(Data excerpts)
*** Begin section ***

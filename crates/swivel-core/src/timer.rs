//! Cancellable one-shot timers and debouncing.
//!
//! Timers here are plain deadline records driven by an explicit `poll()` from
//! the owner's frame tick. Nothing runs on a background thread, so dropping
//! the owner drops its timers and a stale callback can never fire after
//! teardown. Each arm() bumps a generation counter; the token from an older
//! arm() can no longer match, which makes supersession races impossible by
//! construction.

use web_time::{Duration, Instant};

use crate::clock;

/// Generation handed out by [`SettleTimer::arm`]. Compare it against the
/// generation reported on expiry to detect stale wakeups.
pub type TimerGen = u64;

/// One-shot deadline with generation guarding.
#[derive(Debug, Default)]
pub struct SettleTimer {
    deadline: Option<Instant>,
    generation: TimerGen,
}

impl SettleTimer {
    pub fn new() -> Self {
        Self::default()
    }

    /// Arm (or re-arm) the timer. Any previously armed deadline is superseded.
    pub fn arm(&mut self, delay: Duration) -> TimerGen {
        self.generation += 1;
        self.deadline = Some(clock::now() + delay);
        self.generation
    }

    /// Disarm without firing. Safe to call repeatedly.
    pub fn cancel(&mut self) {
        self.deadline = None;
    }

    pub fn is_armed(&self) -> bool {
        self.deadline.is_some()
    }

    /// Returns the generation of the expired deadline, once, if it is due.
    pub fn poll(&mut self) -> Option<TimerGen> {
        match self.deadline {
            Some(d) if clock::now() >= d => {
                self.deadline = None;
                Some(self.generation)
            }
            _ => None,
        }
    }

    /// Current generation; a token below this is stale.
    pub fn generation(&self) -> TimerGen {
        self.generation
    }
}

/// Latest-wins debouncer: rapid calls collapse into one payload delivered
/// after a quiet period. Intermediate payloads are dropped, never delivered.
#[derive(Debug)]
pub struct Debounced<T> {
    delay: Duration,
    pending: Option<(Instant, T)>,
}

impl<T> Debounced<T> {
    pub fn new(delay: Duration) -> Self {
        Self {
            delay,
            pending: None,
        }
    }

    /// Schedule `payload`, replacing any pending one and restarting the quiet
    /// period.
    pub fn call(&mut self, payload: T) {
        self.pending = Some((clock::now() + self.delay, payload));
    }

    /// Drop the pending payload, if any.
    pub fn cancel(&mut self) {
        self.pending = None;
    }

    pub fn is_pending(&self) -> bool {
        self.pending.is_some()
    }

    /// Returns the payload once its quiet period has elapsed.
    pub fn poll(&mut self) -> Option<T> {
        match &self.pending {
            Some((deadline, _)) if clock::now() >= *deadline => {
                self.pending.take().map(|(_, p)| p)
            }
            _ => None,
        }
    }
}

#[cfg(test)]
mod tests {
    use super::*;
    use crate::clock::{advance_test_now, clear_test_now, set_test_now};

    #[test]
    fn settle_timer_fires_once_after_delay() {
        set_test_now(Instant::now());
        let mut t = SettleTimer::new();
        let g = t.arm(Duration::from_millis(350));
        assert_eq!(t.poll(), None);
        advance_test_now(Duration::from_millis(349));
        assert_eq!(t.poll(), None);
        advance_test_now(Duration::from_millis(1));
        assert_eq!(t.poll(), Some(g));
        assert_eq!(t.poll(), None);
        clear_test_now();
    }

    #[test]
    fn rearm_supersedes_previous_generation() {
        set_test_now(Instant::now());
        let mut t = SettleTimer::new();
        let first = t.arm(Duration::from_millis(100));
        advance_test_now(Duration::from_millis(50));
        let second = t.arm(Duration::from_millis(100));
        advance_test_now(Duration::from_millis(100));
        let fired = t.poll();
        assert_eq!(fired, Some(second));
        assert_ne!(fired, Some(first));
        clear_test_now();
    }

    #[test]
    fn cancel_disarms() {
        set_test_now(Instant::now());
        let mut t = SettleTimer::new();
        t.arm(Duration::from_millis(10));
        t.cancel();
        advance_test_now(Duration::from_millis(20));
        assert_eq!(t.poll(), None);
        clear_test_now();
    }

    #[test]
    fn debounce_keeps_only_latest() {
        set_test_now(Instant::now());
        let mut d = Debounced::new(Duration::from_millis(300));
        d.call(2);
        advance_test_now(Duration::from_millis(100));
        d.call(1);
        advance_test_now(Duration::from_millis(299));
        assert_eq!(d.poll(), None);
        advance_test_now(Duration::from_millis(1));
        assert_eq!(d.poll(), Some(1));
        assert_eq!(d.poll(), None);
        clear_test_now();
    }

    #[test]
    fn debounce_cancel_drops_payload() {
        set_test_now(Instant::now());
        let mut d = Debounced::new(Duration::from_millis(300));
        d.call("x");
        d.cancel();
        advance_test_now(Duration::from_millis(400));
        assert_eq!(d.poll(), None);
        clear_test_now();
    }
}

*** End section ***

= Work instruction =
Your task is to copy all of the entries exactly.

= Response below =
filename crates/swivel-core/src/timer.rs
//! Cancellable one-shot timers and debouncing.
//!
//! Timers here are plain deadline records driven by an explicit `poll()` from
//! the owner's frame tick. Nothing runs on a background thread, so dropping
//! the owner drops its timers and a stale callback can never fire after
//! teardown. Each arm() bumps a generation counter; the token from an older
//! arm() can no longer match, which makes supersession races impossible by
//! construction.

use web_time::{Duration, Instant};

use crate::clock;

/// Generation handed out by [`SettleTimer::arm`]. Compare it against the
/// generation reported on expiry to detect stale wakeups.
pub type TimerGen = u64;

/// One-shot deadline with generation guarding.
#[derive(Debug, Default)]
pub struct SettleTimer {
    deadline: Option<Instant>,
    generation: TimerGen,
}

impl SettleTimer {
    pub fn new() -> Self {
        Self::default()
    }

    /// Arm (or re-arm) the timer. Any previously armed deadline is superseded.
    pub fn arm(&mut self, delay: Duration) -> TimerGen {
        self.generation += 1;
        self.deadline = Some(clock::now() + delay);
        self.generation
    }

    /// Disarm without firing. Safe to call repeatedly.
    pub fn cancel(&mut self) {
        self.deadline = None;
    }

    pub fn is_armed(&self) -> bool {
        self.deadline.is_some()
    }

    /// Returns the generation of the expired deadline, once, if it is due.
    pub fn poll(&mut self) -> Option<TimerGen> {
        match self.deadline {
            Some(d) if clock::now() >= d => {
                self.deadline = None;
                Some(self.generation)
            }
            _ => None,
        }
    }

    /// Current generation; a token below this is stale.
    pub fn generation(&self) -> TimerGen {
        self.generation
    }
}

/// Latest-wins debouncer: rapid calls collapse into one payload delivered
/// after a quiet period. Intermediate payloads are dropped, never delivered.
#[derive(Debug)]
pub struct Debounced<T> {
    delay: Duration,
    pending: Option<(Instant, T)>,
}

impl<T> Debounced<T> {
    pub fn new(delay: Duration) -> Self {
        Self {
            delay,
            pending: None,
        }
    }

    /// Schedule `payload`, replacing any pending one and restarting the quiet
    /// period.
    pub fn call(&mut self, payload: T) {
        self.pending = Some((clock::now() + self.delay, payload));
    }

    /// Drop the pending payload, if any.
    pub fn cancel(&mut self) {
        self.pending = None;
    }

    pub fn is_pending(&self) -> bool {
        self.pending.is_some()
    }

    /// Returns the payload once its quiet period has elapsed.
    pub fn poll(&mut self) -> Option<T> {
        match &self.pending {
            Some((deadline, _)) if clock::now() >= *deadline => {
                self.pending.take().map(|(_, p)| p)
            }
            _ => None,
        }
    }
}

#[cfg(test)]
mod tests {
    use super::*;
    use crate::clock::{advance_test_now, clear_test_now, set_test_now};

    #[test]
    fn settle_timer_fires_once_after_delay() {
        set_test_now(Instant::now());
        let mut t = SettleTimer::new();
        let g = t.arm(Duration::from_millis(350));
        assert_eq!(t.poll(), None);
        advance_test_now(Duration::from_millis(349));
        assert_eq!(t.poll(), None);
        advance_test_now(Duration::from_millis(1));
        assert_eq!(t.poll(), Some(g));
        assert_eq!(t.poll(), None);
        clear_test_now();
    }

    #[test]
    fn rearm_supersedes_previous_generation() {
        set_test_now(Instant::now());
        let mut t = SettleTimer::new();
        let first = t.arm(Duration::from_millis(100));
        advance_test_now(Duration::from_millis(50));
        let second = t.arm(Duration::from_millis(100));
        advance_test_now(Duration::from_millis(100));
        let fired = t.poll();
        assert_eq!(fired, Some(second));
        assert_ne!(fired, Some(first));
        clear_test_now();
    }

    #[test]
    fn cancel_disarms() {
        set_test_now(Instant::now());
        let mut t = SettleTimer::new();
        t.arm(Duration::from_millis(10));
        t.cancel();
        advance_test_now(Duration::from_millis(20));
        assert_eq!(t.poll(), None);
        clear_test_now();
    }

    #[test]
    fn debounce_keeps_only_latest() {
        set_test_now(Instant::now());
        let mut d = Debounced::new(Duration::from_millis(300));
        d.call(2);
        advance_test_now(Duration::from_millis(100));
        d.call(1);
        advance_test_now(Duration::from_millis(299));
        assert_eq!(d.poll(), None);
        advance_test_now(Duration::from_millis(1));
        assert_eq!(d.poll(), Some(1));
        assert_eq!(d.poll(), None);
        clear_test_now();
    }

    #[test]
    fn debounce_cancel_drops_payload() {
        set_test_now(Instant::now());
        let mut d = Debounced::new(Duration::from_millis(300));
        d.call("x");
        d.cancel();
        advance_test_now(Duration::from_millis(400));
        assert_eq!(d.poll(), None);
        clear_test_now();
    }
}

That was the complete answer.